Shortly after her first daughter, Emma, was born, the author realized that something was unusual about her: “she opened her eyes, her gaze the glassy surface of a lake. It beckoned me to embrace and protect her, but it frightened me also.” Doctors conducted genetic testing and soon discerned that Emma had “a chromosomal anomaly.” As one physician told Kupershmit and her husband, Tolya, “we can assume that she will live with moderate to profound retardation.” The new parents were devastated, and after they left the hospital without their baby girl, who was being closely monitored, they wrestled with a huge decision: Could they properly and adequately raise a child who would demand a tremendous amount of care and attention? Distraught, they agreed that they couldn’t. After finding an adoptive family for Emma, they attempted to return to normalcy, but Kupershmit soon discovered that Tolya had been going to visit their daughter.

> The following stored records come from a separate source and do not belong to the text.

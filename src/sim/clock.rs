//! Tick rate limiter
//!
//! Gates how often the board advances, independent of how often the driver
//! loop runs. Calls before the period has elapsed are no-ops and a long gap
//! yields a single tick; missed ticks are never replayed.

use std::time::{Duration, Instant};

#[derive(Debug, Clone, Copy)]
pub struct GameClock {
    period: Duration,
    resume_grace: Duration,
    /// Time of the last tick; may sit in the future right after a resume
    anchor: Instant,
}

impl GameClock {
    pub fn new(period: Duration, resume_grace: Duration, now: Instant) -> Self {
        Self {
            period,
            resume_grace,
            anchor: now,
        }
    }

    /// True once strictly more than one period has passed since the anchor
    pub fn ready(&self, now: Instant) -> bool {
        now.checked_duration_since(self.anchor)
            .is_some_and(|elapsed| elapsed > self.period)
    }

    /// Record that a tick ran at `now`
    pub fn mark(&mut self, now: Instant) {
        self.anchor = now;
    }

    /// Re-anchor after an unpause, pushed forward by the grace delay
    pub fn resume(&mut self, now: Instant) {
        self.anchor = now + self.resume_grace;
    }

    pub fn anchor(&self) -> Instant {
        self.anchor
    }

    pub fn period(&self) -> Duration {
        self.period
    }
}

The couple realized that they couldn’t live without her, after all. Soon, Emma was home again, and they adjusted to her needs; eventually, they had two more children, as well. Kupershmit’s prose is straightforward in style, and she tells her story chronologically with occasional backstory about her childhood in Soviet Ukraine, moving to the United States at 8, and starting to date Tolya when she was 16. But as her relationship deepens with Emma, so, too, does the writing become more tender: “Emma was the fulcrum upon which I teetered,” she writes toward the end of the memoir. “I saw then that Emma was teaching me how to be in this world, how to navigate through life. She was intrepid, she feared no one.” The author effectively shows how she learned lessons from raising Emma that allowed her to draw on a wellspring of love for other members of her family. She also relates how Emma’s health complications resulted in difficult challenges and hardships over the years.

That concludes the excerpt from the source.